Greek singer and actor

Christos Stasinopoulos (or Stassinopoulos; Greek: Χρήστος Στασινόπουλος) is a Greek tenor and actor from Athens.

==Education==
Christos Stasinopoulos studied acting at the Drama Schools of Piraeus Association and Evgenia Hatzikou's in Athens.

He started his opera studies at the National Greek Conservatory with Georgia Georgilopoulou, continued in Stockholm with the soprano Ulla Blom and completed at the Hellenic Conservatory in Athens with the tenor Paulos Raptis. He graduated summa cum laude, being also awarded an excellence prize. Moreover, he studied advanced music theory and harmony at the Hellenic Conservatory, graduating with distinction. He also studied oratorio, art song and chamber music interpretation in master classes with Paul von Schilawsky, the eminent pianist and pedagogue of the Mozarteum University Salzburg.

==Acting career==
He made his acting debut as Puck in W. Shakespeare's "A Midsummer Night's Dream" with the Seventh Theatre Company. From then on he joined other groups and participated in several television and radio productions. However he soon focused on his singing career.
He starred in Lefteris Chrysochoos's shortfilm "Heralds of the Chimera", that participated in the International Shortfilm Festival hosted in Drama, Greece and the Munich International Festival of Film Schools.
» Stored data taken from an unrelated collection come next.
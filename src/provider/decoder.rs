//! Streaming response decoder
//!
//! Turns raw response bytes into `CompletionChunk`s. Handles both the
//! OpenAI-style SSE format (`data: {...}` lines, `[DONE]` sentinel) and
//! Ollama's newline-delimited JSON. Malformed lines are skipped.

use super::{CompletionChunk, ToolCallDelta};
use serde::Deserialize;
use serde_json::Value;
use std::collections::HashMap;
use uuid::Uuid;

/// Framing used by a backend's streaming endpoint
#[derive(Debug, Clone, Copy, PartialEq, Eq)]
pub enum WireFormat {
    /// `text/event-stream` with `data:` lines
    Sse,
    /// One JSON object per line
    Ndjson,
}

// OpenAI streaming payload
#[derive(Debug, Deserialize)]
struct SseChunk {
    #[serde(default)]
    choices: Vec<SseChoice>,
}

#[derive(Debug, Deserialize)]
struct SseChoice {
    #[serde(default)]
    delta: SseDelta,
    finish_reason: Option<String>,
}

#[derive(Debug, Default, Deserialize)]
struct SseDelta {
    content: Option<String>,
    tool_calls: Option<Vec<SseToolCall>>,
}

#[derive(Debug, Deserialize)]
struct SseToolCall {
    index: Option<usize>,
    id: Option<String>,
    function: Option<SseFunction>,
}

#[derive(Debug, Deserialize)]
struct SseFunction {
    name: Option<String>,
    arguments: Option<String>,
}

// Ollama streaming payload
#[derive(Debug, Deserialize)]
struct OllamaChunk {
    #[serde(default)]
    done: bool,
    message: Option<OllamaMessage>,
}

#[derive(Debug, Deserialize)]
struct OllamaMessage {
    content: Option<String>,
    tool_calls: Option<Vec<OllamaToolCall>>,
}

#[derive(Debug, Deserialize)]
pub(crate) struct OllamaToolCall {
    pub(crate) id: Option<String>,
    pub(crate) function: OllamaFunction,
}

#[derive(Debug, Deserialize)]
pub(crate) struct OllamaFunction {
    pub(crate) name: String,
    #[serde(default)]
    pub(crate) arguments: Value,
}

/// Generate an id for a call the backend did not name
pub(crate) fn generate_call_id() -> String {
    format!("call_{}", Uuid::new_v4().simple())
}

/// Arguments as a JSON string, whatever shape the backend used
pub(crate) fn encode_arguments(arguments: &Value) -> String {
    match arguments {
        Value::String(s) => s.clone(),
        Value::Null => String::new(),
        other => other.to_string(),
    }
}

/// Arguments as a JSON object for backends that take objects; anything
/// unparseable becomes `{}`
pub(crate) fn decode_arguments(arguments: &str) -> Value {
    serde_json::from_str::<Value>(arguments)
        .ok()
        .filter(Value::is_object)
        .unwrap_or_else(|| Value::Object(Default::default()))
}

/// Incremental decoder for one response body
#[derive(Debug)]
pub struct StreamDecoder {
    format: WireFormat,
    buffer: Vec<u8>,
    /// OpenAI sends the id only on a call's first fragment
    call_ids: HashMap<usize, String>,
    done: bool,
}

impl StreamDecoder {
    pub fn new(format: WireFormat) -> Self {
        Self {
            format,
            buffer: Vec::new(),
            call_ids: HashMap::new(),
            done: false,
        }
    }

    /// Whether a `done` chunk has been produced
    pub fn is_done(&self) -> bool {
        self.done
    }

    /// Feed raw bytes, returning every chunk completed by them
    pub fn push(&mut self, bytes: &[u8]) -> Vec<CompletionChunk> {
        self.buffer.extend_from_slice(bytes);

        let mut chunks = Vec::new();
        while let Some(pos) = self.buffer.iter().position(|b| *b == b'\n') {
            let line: Vec<u8> = self.buffer.drain(..=pos).collect();
            let line = String::from_utf8_lossy(&line);
            if let Some(chunk) = self.decode_line(line.trim()) {
                chunks.push(chunk);
            }
        }
        chunks
    }

    /// Flush the trailing partial line and close the stream. Always ends
    /// with exactly one `done` chunk across the decoder's lifetime.
    pub fn finish(&mut self) -> Vec<CompletionChunk> {
        let mut chunks = Vec::new();
        if !self.buffer.is_empty() {
            let rest = std::mem::take(&mut self.buffer);
            let rest = String::from_utf8_lossy(&rest);
            if let Some(chunk) = self.decode_line(rest.trim()) {
                chunks.push(chunk);
            }
        }
        if !self.done {
            self.done = true;
            chunks.push(CompletionChunk::done());
        }
        chunks
    }

    fn decode_line(&mut self, line: &str) -> Option<CompletionChunk> {
        if line.is_empty() || self.done {
            return None;
        }

        let chunk = match self.format {
            WireFormat::Sse => self.decode_sse(line)?,
            WireFormat::Ndjson => self.decode_ndjson(line)?,
        };

        if chunk.done {
            self.done = true;
        }
        if chunk.is_empty() {
            None
        } else {
            Some(chunk)
        }
    }

    fn decode_sse(&mut self, line: &str) -> Option<CompletionChunk> {
        // Comments and other fields (event:, id:) carry nothing for us
        let data = line.strip_prefix("data:")?.trim_start();
        if data == "[DONE]" {
            return Some(CompletionChunk::done());
        }

        let parsed: SseChunk = match serde_json::from_str(data) {
            Ok(parsed) => parsed,
            Err(e) => {
                tracing::debug!(target: "llm", error = %e, "Skipping malformed stream chunk");
                return None;
            }
        };
        let choice = parsed.choices.into_iter().next()?;

        let mut chunk = CompletionChunk {
            content: choice.delta.content,
            tool_calls: Vec::new(),
            done: choice.finish_reason.is_some(),
        };

        for (position, call) in choice.delta.tool_calls.unwrap_or_default().into_iter().enumerate() {
            let index = call.index.unwrap_or(position);
            let id = match call.id.filter(|id| !id.is_empty()) {
                Some(id) => {
                    self.call_ids.insert(index, id.clone());
                    id
                }
                None => self
                    .call_ids
                    .entry(index)
                    .or_insert_with(generate_call_id)
                    .clone(),
            };
            let (name, arguments) = match call.function {
                Some(f) => (f.name.filter(|n| !n.is_empty()), f.arguments.unwrap_or_default()),
                None => (None, String::new()),
            };
            chunk.tool_calls.push(ToolCallDelta { id, name, arguments });
        }

        Some(chunk)
    }

    fn decode_ndjson(&mut self, line: &str) -> Option<CompletionChunk> {
        let parsed: OllamaChunk = match serde_json::from_str(line) {
            Ok(parsed) => parsed,
            Err(e) => {
                tracing::debug!(target: "llm", error = %e, "Skipping malformed stream line");
                return None;
            }
        };

        let mut chunk = CompletionChunk {
            content: None,
            tool_calls: Vec::new(),
            done: parsed.done,
        };

        if let Some(message) = parsed.message {
            chunk.content = message.content;
            // Ollama delivers each call whole, in a single line
            for call in message.tool_calls.unwrap_or_default() {
                chunk.tool_calls.push(ToolCallDelta {
                    id: call.id.filter(|id| !id.is_empty()).unwrap_or_else(generate_call_id),
                    name: Some(call.function.name),
                    arguments: encode_arguments(&call.function.arguments),
                });
            }
        }

        Some(chunk)
    }
}

#[cfg(test)]
mod tests {
    use super::*;

    fn decode_all(format: WireFormat, parts: &[&str]) -> Vec<CompletionChunk> {
        let mut decoder = StreamDecoder::new(format);
        let mut chunks = Vec::new();
        for part in parts {
            chunks.extend(decoder.push(part.as_bytes()));
        }
        chunks.extend(decoder.finish());
        chunks
    }

    #[test]
    fn test_sse_text_split_across_reads() {
        let chunks = decode_all(
            WireFormat::Sse,
            &[
                "data: {\"choices\":[{\"delta\":{\"content\":\"Hel\"},\"finish_reason\":null}]}\n",
                "data: {\"choices\":[{\"delta\":{\"con",
                "tent\":\"lo\"},\"finish_reason\":null}]}\n\n",
                "data: [DONE]\n\n",
            ],
        );

        assert_eq!(chunks.len(), 3);
        assert_eq!(chunks[0].content.as_deref(), Some("Hel"));
        assert_eq!(chunks[1].content.as_deref(), Some("lo"));
        assert!(chunks[2].done);
    }

    #[test]
    fn test_sse_tool_call_fragments_keyed_by_id() {
        let chunks = decode_all(
            WireFormat::Sse,
            &[
                "data: {\"choices\":[{\"delta\":{\"tool_calls\":[{\"index\":0,\"id\":\"call_a\",\"function\":{\"name\":\"read_file\",\"arguments\":\"\"}}]},\"finish_reason\":null}]}\n",
                "data: {\"choices\":[{\"delta\":{\"tool_calls\":[{\"index\":0,\"function\":{\"arguments\":\"{\\\"path\\\":\"}}]},\"finish_reason\":null}]}\n",
                "data: {\"choices\":[{\"delta\":{\"tool_calls\":[{\"index\":0,\"function\":{\"arguments\":\"\\\"a.json\\\"}\"}}]},\"finish_reason\":null}]}\n",
            ],
        );

        let deltas: Vec<_> = chunks.iter().flat_map(|c| c.tool_calls.iter()).collect();
        assert_eq!(deltas.len(), 3);
        assert!(deltas.iter().all(|d| d.id == "call_a"));
        assert_eq!(deltas[0].name.as_deref(), Some("read_file"));
        assert!(deltas[1].name.is_none());

        let args: String = deltas.iter().map(|d| d.arguments.as_str()).collect();
        assert_eq!(args, r#"{"path":"a.json"}"#);
    }

    #[test]
    fn test_sse_missing_id_gets_generated_id() {
        let chunks = decode_all(
            WireFormat::Sse,
            &[
                "data: {\"choices\":[{\"delta\":{\"tool_calls\":[{\"index\":1,\"function\":{\"name\":\"ask_user\",\"arguments\":\"{\"}}]}}]}\n",
                "data: {\"choices\":[{\"delta\":{\"tool_calls\":[{\"index\":1,\"function\":{\"arguments\":\"}\"}}]}}]}\n",
            ],
        );

        let first = &chunks[0].tool_calls[0];
        let second = &chunks[1].tool_calls[0];
        assert!(first.id.starts_with("call_"));
        assert_eq!(first.id, second.id);
    }

    #[test]
    fn test_sse_done_emitted_once() {
        let chunks = decode_all(
            WireFormat::Sse,
            &[
                "data: {\"choices\":[{\"delta\":{},\"finish_reason\":\"stop\"}]}\n",
                "data: [DONE]\n",
            ],
        );
        assert_eq!(chunks.iter().filter(|c| c.done).count(), 1);
    }

    #[test]
    fn test_malformed_lines_skipped() {
        let chunks = decode_all(
            WireFormat::Sse,
            &[
                ": keep-alive\n",
                "data: {not json}\n",
                "event: ping\n",
                "data: {\"choices\":[{\"delta\":{\"content\":\"ok\"}}]}\n",
            ],
        );
        assert_eq!(chunks[0].content.as_deref(), Some("ok"));
        assert!(chunks[1].done);
        assert_eq!(chunks.len(), 2);
    }

    #[test]
    fn test_ndjson_object_arguments_reencoded() {
        let chunks = decode_all(
            WireFormat::Ndjson,
            &[
                "{\"message\":{\"role\":\"assistant\",\"content\":\"\",\"tool_calls\":[{\"function\":{\"name\":\"list_files\",\"arguments\":{\"path\":\".\"}}}]},\"done\":false}\n",
                "{\"message\":{\"role\":\"assistant\",\"content\":\"\"},\"done\":true}",
            ],
        );

        assert_eq!(chunks.len(), 2);
        let call = &chunks[0].tool_calls[0];
        assert!(call.id.starts_with("call_"));
        assert_eq!(call.name.as_deref(), Some("list_files"));
        assert_eq!(call.arguments, r#"{"path":"."}"#);
        assert!(chunks[1].done);
    }

    #[test]
    fn test_stream_without_terminator_still_finishes() {
        let chunks = decode_all(WireFormat::Ndjson, &["{\"message\":{\"content\":\"hi\"},\"done\":false}\n"]);
        assert_eq!(chunks[0].content.as_deref(), Some("hi"));
        assert!(chunks.last().unwrap().done);
    }
}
He became a well-known voice artist after he had been chosen by the Walt Disney Company to perform the title-part in "Aladdin", in the dubbed Greek version of the animated film, as well as in its two sequels "The Return of Jafar" and "Aladdin and the King of Thieves". He's been also the Greek voice of "Aladdin" in the long running TV series. Besides "Aladdin", he has dubbed the parts of Tweedle Dee and Tweedle Dum in Walt Disney's "Alice in Wonderland".

Warner Bros. chose him to perform the part of Cornelius in the Greek version of Don Bluth's animated film "Thumbelina" and the part of Hubbie in "The Pebble and the Penguin".

==Singing career==
Mainly a concert singer, with a wide repertoire ranging from the Renaissance to contemporary music and musical theatre, he has given numerous recitals and participated in concerts in Greece and Sweden. He has appeared at the Athens Festival, the Greek National Opera and the Athens Concert Hall among others.

In 1997 he was praised for his opera debut as the Vizier in Nikos Mamangakis's "Opera of Shadows", commissioned and produced by Megaron, the Athens Concert Hall. In 2008 his performances as the Soldier in Viktor Ullmann's opera "The Emperor of Atlantis" (Der Kaiser von Atlantis) and in Dimitri Sykias's "Orpheus: a chamber symphony with acting voices" at the Experimental Stage of the Greek National Opera received memorable reviews.

==Discography==
- The Nightingale of the Emperor, an opera for children based on H. C. Andersen's fairy-tale
Music by Lena Platonos, adaptation - libretto - lyrics by Yorgos Voloudakis.
Soloists: Aris Christofellis, Spyros Sakkas, Franghiskos Voutsinos, Savina Yannatou, Yannis Samsiaris, Christos Stasinopoulos
(LYRA Records)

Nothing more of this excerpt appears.